Mais t’es pas net Danny ?
Horrorvision oppose un webmaster accro aux sites porno à une entité technologique (Manifesto) naît de la haine et de l’abjection humaine. Cette intelligence artificielle a capturé sa copine et dupliqué son code ADN pour en faire une galette compressée. Toni devra donc intégrer un autre niveau de conscience pour tenter de la sauver. Dans sa quête, il sera aidé d’un guide spirituel campé par l’acteur fétiche de Bookwalter (James Black), un Morpheus qui ne dit pas son nom. Ensemble, les deux élus en tenues BDSM chercheront à endiguer ce programme malfaisant avant qu’il ne soit trop tard.
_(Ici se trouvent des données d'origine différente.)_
//! Conversion between Rust field types and [`FieldRef`] / [`FieldValue`].

use thiserror::Error;

use crate::object::{FieldRef, FieldValue, RmObject};

/// Failure to assign a decoded value to a field.
#[derive(Debug, Clone, PartialEq, Error)]
pub enum FieldError {
    #[error("{owner} has no field '{field}'")]
    UnknownField { owner: &'static str, field: String },

    #[error("expected {expected}, found {found}")]
    TypeMismatch { expected: String, found: String },

    #[error("'{text}' is not a valid {expected}")]
    Unparseable { expected: &'static str, text: String },
}

impl FieldError {
    pub fn mismatch(expected: impl Into<String>, found: &FieldValue) -> Self {
        FieldError::TypeMismatch {
            expected: expected.into(),
            found: found.describe(),
        }
    }
}

/// A Rust type that can live in a reference model field.
pub trait FieldType: Sized {
    /// Whether the field holds a list of values.
    const MULTIPLE: bool = false;

    fn to_field(&self) -> FieldRef<'_>;

    fn from_field(value: FieldValue) -> Result<Self, FieldError>;
}

/// Moves a boxed object out into its concrete type.
pub fn downcast_object<T: RmObject>(
    object: Box<dyn RmObject>,
    expected: &str,
) -> Result<T, FieldError> {
    let found = object.rm_type_name();
    object
        .into_any()
        .downcast::<T>()
        .map(|boxed| *boxed)
        .map_err(|_| FieldError::TypeMismatch {
            expected: expected.to_string(),
            found: format!("object {found}"),
        })
}

impl FieldType for String {
    fn to_field(&self) -> FieldRef<'_> {
        FieldRef::Text(self)
    }

    fn from_field(value: FieldValue) -> Result<Self, FieldError> {
        match value {
            FieldValue::Text(text) => Ok(text),
            other => Err(FieldError::mismatch("String", &other)),
        }
    }
}

impl FieldType for bool {
    fn to_field(&self) -> FieldRef<'_> {
        FieldRef::Bool(*self)
    }

    // XML and YAML hand booleans over as text; accept the two literals only.
    fn from_field(value: FieldValue) -> Result<Self, FieldError> {
        match value {
            FieldValue::Bool(b) => Ok(b),
            FieldValue::Text(text) => match text.as_str() {
                "true" => Ok(true),
                "false" => Ok(false),
                _ => Err(FieldError::Unparseable {
                    expected: "Boolean",
                    text,
                }),
            },
            other => Err(FieldError::mismatch("Boolean", &other)),
        }
    }
}

impl FieldType for i64 {
    fn to_field(&self) -> FieldRef<'_> {
        FieldRef::Integer(*self)
    }

    fn from_field(value: FieldValue) -> Result<Self, FieldError> {
        match value {
            FieldValue::Integer(i) => Ok(i),
            FieldValue::Real(r) if r.fract() == 0.0 && r.abs() < i64::MAX as f64 => Ok(r as i64),
            FieldValue::Text(text) => text.trim().parse().map_err(|_| FieldError::Unparseable {
                expected: "Integer",
                text,
            }),
            other => Err(FieldError::mismatch("Integer", &other)),
        }
    }
}

impl FieldType for f64 {
    fn to_field(&self) -> FieldRef<'_> {
        FieldRef::Real(*self)
    }

    fn from_field(value: FieldValue) -> Result<Self, FieldError> {
        match value {
            FieldValue::Real(r) => Ok(r),
            FieldValue::Integer(i) => Ok(i as f64),
            FieldValue::Text(text) => match text.trim().parse::<f64>() {
                Ok(r) if r.is_finite() => Ok(r),
                _ => Err(FieldError::Unparseable {
                    expected: "Real",
                    text,
                }),
            },
            other => Err(FieldError::mismatch("Real", &other)),
        }
    }
}

impl<T: FieldType> FieldType for Option<T> {
    const MULTIPLE: bool = T::MULTIPLE;

    fn to_field(&self) -> FieldRef<'_> {
        match self {
            Some(value) => value.to_field(),
            None => FieldRef::Null,
        }
    }

    fn from_field(value: FieldValue) -> Result<Self, FieldError> {
        match value {
            FieldValue::Null => Ok(None),
            other => T::from_field(other).map(Some),
        }
    }
}

/// Lists accept a lone value as a one-element list.
///
/// XML cannot tell a repeated element that occurs once from a single-valued
/// field, so the decoded tree may carry a scalar or object where a list is
/// declared.
impl<T: FieldType> FieldType for Vec<T> {
    const MULTIPLE: bool = true;

    fn to_field(&self) -> FieldRef<'_> {
        FieldRef::List(self.iter().map(FieldType::to_field).collect())
    }

    fn from_field(value: FieldValue) -> Result<Self, FieldError> {
        match value {
            FieldValue::Null => Ok(Vec::new()),
            FieldValue::List(items) => items.into_iter().map(T::from_field).collect(),
            single => Ok(vec![T::from_field(single)?]),
        }
    }
}

#[cfg(test)]
mod tests {
    use super::*;

    #[test]
    fn test_string_is_strict() {
        assert_eq!(
            String::from_field(FieldValue::Text("abc".into())),
            Ok("abc".to_string())
        );
        assert!(matches!(
            String::from_field(FieldValue::Integer(3)),
            Err(FieldError::TypeMismatch { .. })
        ));
    }

    #[test]
    fn test_primitives_coerce_from_text() {
        assert_eq!(bool::from_field(FieldValue::Text("true".into())), Ok(true));
        assert_eq!(i64::from_field(FieldValue::Text("42".into())), Ok(42));
        assert_eq!(f64::from_field(FieldValue::Text("1.5".into())), Ok(1.5));
        assert_eq!(f64::from_field(FieldValue::Integer(2)), Ok(2.0));
        assert!(matches!(
            bool::from_field(FieldValue::Text("yes".into())),
            Err(FieldError::Unparseable { expected: "Boolean", .. })
        ));
        assert!(f64::from_field(FieldValue::Text("NaN".into())).is_err());
    }

    #[test]
    fn test_single_or_vec() {
        assert_eq!(
            Vec::<String>::from_field(FieldValue::Text("one".into())),
            Ok(vec!["one".to_string()])
        );
        assert_eq!(
            Vec::<i64>::from_field(FieldValue::List(vec![
                FieldValue::Integer(1),
                FieldValue::Integer(2)
            ])),
            Ok(vec![1, 2])
        );
        assert_eq!(Vec::<i64>::from_field(FieldValue::Null), Ok(vec![]));
        assert!(<Vec<i64> as FieldType>::MULTIPLE);
        assert!(<Option<Vec<i64>> as FieldType>::MULTIPLE);
        assert!(!<Option<String> as FieldType>::MULTIPLE);
    }

    #[test]
    fn test_option_maps_null() {
        assert_eq!(Option::<String>::from_field(FieldValue::Null), Ok(None));
        assert!(!Some("x".to_string()).to_field().is_absent());
        assert!(None::<String>.to_field().is_absent());
    }
}
//! YAML adapter for the generic tree.
//!
//! Three presentations of the same tree:
//!
//! - **Block**: nested block mappings and sequences.
//! - **Flow**: the whole document on one line, `{key: value, ...}`.
//! - **Hybrid**: objects with at most
//!   [`max_inline_properties`](crate::YamlConfig::max_inline_properties)
//!   entries (tag included) and no structured children are written inline,
//!   lists of scalars too; everything else as blocks.
//!
//! All three read back to the same tree. Reading accepts any single YAML
//! document regardless of how it was written.
//!
//! ```
//! use helios_rm_serde::yaml::{from_yaml_str, to_yaml_string};
//! use helios_rm_serde::{GenericNode, ObjectNode, YamlConfig};
//!
//! let node = GenericNode::from(
//!     ObjectNode::new()
//!         .with("name", ObjectNode::tagged("DV_TEXT").with("value", "Vital Signs"))
//!         .with("items", vec![GenericNode::from("a")]),
//! );
//! let config = YamlConfig::hybrid().with_max_inline_properties(2);
//! let yaml = to_yaml_string(&node, &config);
//! assert_eq!(yaml, "name: {_type: DV_TEXT, value: Vital Signs}\nitems: [a]\n");
//! assert_eq!(from_yaml_str(&yaml, &config).unwrap(), node);
//! ```

mod render;

use serde::de::DeserializeSeed;

use crate::config::YamlConfig;
use crate::error::DeserializationError;
use crate::format::Format;
use crate::node::{GenericNode, NodeSeed};

pub use render::render;

/// Writes a tree as YAML text.
pub fn to_yaml_string(node: &GenericNode, config: &YamlConfig) -> String {
    render(node, config)
}

/// Reads a single YAML document into a tree.
pub fn from_yaml_str(text: &str, config: &YamlConfig) -> Result<GenericNode, DeserializationError> {
    let de = serde_yaml::Deserializer::from_str(text);
    NodeSeed::new(&config.type_property_name)
        .deserialize(de)
        .map_err(|err| DeserializationError::malformed(Format::Yaml, text, err))
}

/// Reads YAML bytes into a tree.
pub fn from_yaml_slice(bytes: &[u8], config: &YamlConfig) -> Result<GenericNode, DeserializationError> {
    let de = serde_yaml::Deserializer::from_slice(bytes);
    NodeSeed::new(&config.type_property_name)
        .deserialize(de)
        .map_err(|err| {
            DeserializationError::malformed(Format::Yaml, &String::from_utf8_lossy(bytes), err)
        })
}

#[cfg(test)]
mod tests {
    use super::*;
    use crate::node::ObjectNode;

    fn sample() -> GenericNode {
        ObjectNode::tagged("OBSERVATION")
            .with("archetype_node_id", "openEHR-EHR-OBSERVATION.pulse.v1")
            .with("language", "ISO_639-1::en")
            .with("name", ObjectNode::tagged("DV_TEXT").with("value", "Pulse: rate"))
            .with(
                "items",
                vec![
                    ObjectNode::tagged("DV_COUNT").with("magnitude", 3i64).into(),
                    ObjectNode::tagged("DV_QUANTITY")
                        .with("magnitude", GenericNode::real(72.0).unwrap())
                        .with("units", "/min")
                        .with("precision", GenericNode::Null)
                        .into(),
                    GenericNode::bool(true),
                    GenericNode::string("12"),
                    GenericNode::string(""),
                    GenericNode::string("x\u{7f}y"),
                    GenericNode::string("x\u{85}y"),
                    GenericNode::string("a\u{2028}b\u{2029}c"),
                    GenericNode::string("tab\there\u{0}\u{1b}"),
                ],
            )
            .with("empty", GenericNode::List(vec![]))
            .with("nothing", ObjectNode::new())
            .into()
    }

    #[test]
    fn test_every_style_reads_back_the_same_tree() {
        for config in [
            YamlConfig::block(),
            YamlConfig::flow(),
            YamlConfig::hybrid(),
            YamlConfig::hybrid().with_max_inline_properties(1),
            YamlConfig { indent: 4, ..YamlConfig::block() },
        ] {
            let yaml = to_yaml_string(&sample(), &config);
            let parsed = from_yaml_str(&yaml, &config).unwrap_or_else(|err| panic!("{err}\n{yaml}"));
            assert_eq!(parsed, sample(), "{:?}\n{yaml}", config.style);
        }
    }

    #[test]
    fn test_malformed_yaml() {
        let config = YamlConfig::default();
        for text in ["a: [1, 2", "a: 1\na: 2\n", "_type: [X]\n", "a: .nan\n", "--- 1\n--- 2\n"] {
            let err = from_yaml_str(text, &config).unwrap_err();
            assert!(
                matches!(err, DeserializationError::Malformed { format: Format::Yaml, .. }),
                "{text:?}: {err}"
            );
        }
    }
}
Malheureusement, lorsque l’intrigue commence à prendre de l’ampleur, le film arrive en bout de course, perdu au milieu de rien. Si certains maquillages et effets (ce cyborg officiant pour Manifesto au sein d’une puissante compagnie privée) sortent du lot, Danny Draven aura préféré troquer les environnements composites, et décors urbains techno-underground pour des bureaux, appartements, ainsi que le désert californien, forcément moins puissant sur le plan métaphorique…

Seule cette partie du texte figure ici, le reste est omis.